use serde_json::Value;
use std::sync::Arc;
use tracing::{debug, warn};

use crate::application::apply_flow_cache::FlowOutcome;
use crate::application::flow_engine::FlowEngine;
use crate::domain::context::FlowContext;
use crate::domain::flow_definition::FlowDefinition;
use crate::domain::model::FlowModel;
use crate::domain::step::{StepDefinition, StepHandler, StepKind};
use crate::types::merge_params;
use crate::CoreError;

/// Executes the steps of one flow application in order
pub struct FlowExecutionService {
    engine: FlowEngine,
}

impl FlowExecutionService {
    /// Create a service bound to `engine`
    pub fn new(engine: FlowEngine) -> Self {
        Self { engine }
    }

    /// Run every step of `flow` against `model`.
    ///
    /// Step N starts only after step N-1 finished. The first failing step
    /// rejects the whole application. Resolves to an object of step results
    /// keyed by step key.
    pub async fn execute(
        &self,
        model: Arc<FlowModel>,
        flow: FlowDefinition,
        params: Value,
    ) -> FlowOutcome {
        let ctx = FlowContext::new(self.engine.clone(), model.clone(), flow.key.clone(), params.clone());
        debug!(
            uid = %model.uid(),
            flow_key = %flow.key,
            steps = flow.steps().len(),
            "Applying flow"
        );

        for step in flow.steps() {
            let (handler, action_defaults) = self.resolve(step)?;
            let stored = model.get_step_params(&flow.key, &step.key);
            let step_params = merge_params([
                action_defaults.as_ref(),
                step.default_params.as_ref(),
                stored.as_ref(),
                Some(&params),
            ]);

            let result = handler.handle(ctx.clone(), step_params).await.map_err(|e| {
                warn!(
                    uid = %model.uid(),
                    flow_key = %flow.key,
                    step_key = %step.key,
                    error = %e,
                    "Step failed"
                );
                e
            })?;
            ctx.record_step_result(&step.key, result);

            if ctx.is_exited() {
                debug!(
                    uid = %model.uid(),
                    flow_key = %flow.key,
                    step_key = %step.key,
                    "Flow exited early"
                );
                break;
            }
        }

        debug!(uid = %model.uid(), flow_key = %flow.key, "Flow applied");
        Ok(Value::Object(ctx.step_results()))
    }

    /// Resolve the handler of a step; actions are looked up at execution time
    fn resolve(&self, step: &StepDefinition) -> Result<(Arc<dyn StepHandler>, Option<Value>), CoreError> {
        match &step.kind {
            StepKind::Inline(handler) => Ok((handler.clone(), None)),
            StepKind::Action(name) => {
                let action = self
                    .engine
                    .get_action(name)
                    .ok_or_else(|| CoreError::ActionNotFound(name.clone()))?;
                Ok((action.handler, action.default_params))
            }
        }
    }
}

----------

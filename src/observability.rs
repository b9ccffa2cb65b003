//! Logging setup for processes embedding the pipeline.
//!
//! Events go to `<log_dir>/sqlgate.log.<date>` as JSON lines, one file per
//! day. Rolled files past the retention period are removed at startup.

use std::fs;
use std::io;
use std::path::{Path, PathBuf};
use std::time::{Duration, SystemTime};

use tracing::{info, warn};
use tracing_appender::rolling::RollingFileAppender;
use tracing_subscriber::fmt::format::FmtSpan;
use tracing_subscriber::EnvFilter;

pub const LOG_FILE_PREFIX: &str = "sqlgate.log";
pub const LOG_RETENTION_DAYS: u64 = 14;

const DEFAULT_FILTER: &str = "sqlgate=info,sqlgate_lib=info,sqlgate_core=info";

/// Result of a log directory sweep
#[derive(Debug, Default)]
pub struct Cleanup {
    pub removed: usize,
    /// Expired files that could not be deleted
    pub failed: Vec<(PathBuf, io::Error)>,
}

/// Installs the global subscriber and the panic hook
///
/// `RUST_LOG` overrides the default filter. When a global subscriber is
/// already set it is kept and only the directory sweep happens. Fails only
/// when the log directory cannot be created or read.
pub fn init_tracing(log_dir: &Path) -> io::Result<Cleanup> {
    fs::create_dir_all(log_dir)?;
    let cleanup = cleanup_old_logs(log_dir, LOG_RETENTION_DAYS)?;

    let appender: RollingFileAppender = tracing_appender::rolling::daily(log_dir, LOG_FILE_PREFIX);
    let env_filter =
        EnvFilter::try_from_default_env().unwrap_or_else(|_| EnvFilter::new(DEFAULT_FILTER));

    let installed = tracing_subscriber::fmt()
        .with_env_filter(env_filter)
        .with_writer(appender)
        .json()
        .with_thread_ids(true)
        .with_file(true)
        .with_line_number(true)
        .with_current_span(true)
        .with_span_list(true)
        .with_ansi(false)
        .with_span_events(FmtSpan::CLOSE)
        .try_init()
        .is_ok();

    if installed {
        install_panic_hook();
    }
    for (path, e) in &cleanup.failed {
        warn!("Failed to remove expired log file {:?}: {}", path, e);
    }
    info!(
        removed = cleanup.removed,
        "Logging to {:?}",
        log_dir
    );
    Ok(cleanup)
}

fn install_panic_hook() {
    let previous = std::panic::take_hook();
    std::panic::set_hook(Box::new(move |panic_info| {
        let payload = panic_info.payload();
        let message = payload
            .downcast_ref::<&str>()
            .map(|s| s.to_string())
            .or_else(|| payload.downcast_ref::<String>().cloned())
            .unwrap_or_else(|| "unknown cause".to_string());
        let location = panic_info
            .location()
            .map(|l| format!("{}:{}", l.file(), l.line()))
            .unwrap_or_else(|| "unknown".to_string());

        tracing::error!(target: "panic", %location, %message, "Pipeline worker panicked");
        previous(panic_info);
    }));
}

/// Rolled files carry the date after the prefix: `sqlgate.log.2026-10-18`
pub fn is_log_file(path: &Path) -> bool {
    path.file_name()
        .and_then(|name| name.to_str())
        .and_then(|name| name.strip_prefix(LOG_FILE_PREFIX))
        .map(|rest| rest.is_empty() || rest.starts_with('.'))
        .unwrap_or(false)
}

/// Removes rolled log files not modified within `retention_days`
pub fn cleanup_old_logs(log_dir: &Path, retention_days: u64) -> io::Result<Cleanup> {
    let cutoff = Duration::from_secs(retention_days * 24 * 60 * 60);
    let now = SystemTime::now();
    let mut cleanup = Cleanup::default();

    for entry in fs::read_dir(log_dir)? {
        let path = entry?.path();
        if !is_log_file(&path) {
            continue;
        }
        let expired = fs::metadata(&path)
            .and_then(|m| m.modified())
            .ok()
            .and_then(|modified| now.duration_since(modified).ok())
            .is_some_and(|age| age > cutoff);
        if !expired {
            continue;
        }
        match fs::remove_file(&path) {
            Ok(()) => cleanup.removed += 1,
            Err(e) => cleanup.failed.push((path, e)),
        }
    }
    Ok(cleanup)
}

----------

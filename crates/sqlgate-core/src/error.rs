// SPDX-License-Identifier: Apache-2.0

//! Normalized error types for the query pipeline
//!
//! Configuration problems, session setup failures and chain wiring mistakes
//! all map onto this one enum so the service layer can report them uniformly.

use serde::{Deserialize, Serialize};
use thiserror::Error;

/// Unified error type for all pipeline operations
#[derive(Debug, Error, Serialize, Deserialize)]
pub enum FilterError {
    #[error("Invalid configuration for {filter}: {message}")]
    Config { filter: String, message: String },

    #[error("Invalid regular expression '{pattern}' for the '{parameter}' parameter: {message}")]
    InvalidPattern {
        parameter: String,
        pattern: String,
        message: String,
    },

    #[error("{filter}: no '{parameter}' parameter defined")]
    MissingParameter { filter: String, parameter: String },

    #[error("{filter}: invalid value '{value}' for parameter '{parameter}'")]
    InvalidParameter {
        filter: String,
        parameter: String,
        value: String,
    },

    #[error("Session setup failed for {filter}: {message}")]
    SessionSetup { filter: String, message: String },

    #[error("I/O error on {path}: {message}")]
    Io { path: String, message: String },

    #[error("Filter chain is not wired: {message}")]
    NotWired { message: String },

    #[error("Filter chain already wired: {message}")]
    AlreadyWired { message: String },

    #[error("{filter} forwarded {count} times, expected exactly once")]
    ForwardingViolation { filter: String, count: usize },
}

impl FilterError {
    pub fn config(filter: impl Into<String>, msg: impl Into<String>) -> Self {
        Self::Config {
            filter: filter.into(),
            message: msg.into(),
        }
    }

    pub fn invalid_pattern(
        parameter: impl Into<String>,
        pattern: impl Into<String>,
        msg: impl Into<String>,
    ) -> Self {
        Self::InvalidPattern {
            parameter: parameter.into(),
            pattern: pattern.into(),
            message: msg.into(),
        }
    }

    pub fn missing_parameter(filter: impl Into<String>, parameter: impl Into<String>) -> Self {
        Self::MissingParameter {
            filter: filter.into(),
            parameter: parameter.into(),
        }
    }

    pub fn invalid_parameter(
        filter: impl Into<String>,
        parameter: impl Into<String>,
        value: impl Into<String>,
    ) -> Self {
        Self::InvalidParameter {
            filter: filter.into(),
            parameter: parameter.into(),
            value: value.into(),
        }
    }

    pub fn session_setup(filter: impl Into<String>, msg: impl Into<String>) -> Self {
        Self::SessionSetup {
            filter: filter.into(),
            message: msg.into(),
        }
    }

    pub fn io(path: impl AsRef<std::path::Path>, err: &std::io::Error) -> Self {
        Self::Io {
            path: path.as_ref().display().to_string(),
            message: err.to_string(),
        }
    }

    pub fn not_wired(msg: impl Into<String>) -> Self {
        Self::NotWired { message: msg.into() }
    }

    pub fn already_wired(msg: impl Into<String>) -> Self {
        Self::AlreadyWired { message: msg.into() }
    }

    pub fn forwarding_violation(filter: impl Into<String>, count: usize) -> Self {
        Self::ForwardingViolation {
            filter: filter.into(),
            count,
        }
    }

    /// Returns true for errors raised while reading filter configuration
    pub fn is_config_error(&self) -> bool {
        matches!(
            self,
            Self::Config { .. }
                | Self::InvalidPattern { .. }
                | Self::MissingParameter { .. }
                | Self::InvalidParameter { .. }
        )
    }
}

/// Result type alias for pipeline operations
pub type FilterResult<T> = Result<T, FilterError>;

----------

» **ABOUT THIS TASK**:
Return each line from the entries above that includes "stored".

» **EXPECTED ANSWER**:
            let stored = model.get_step_params(&flow.key, &step.key);
                stored.as_ref(),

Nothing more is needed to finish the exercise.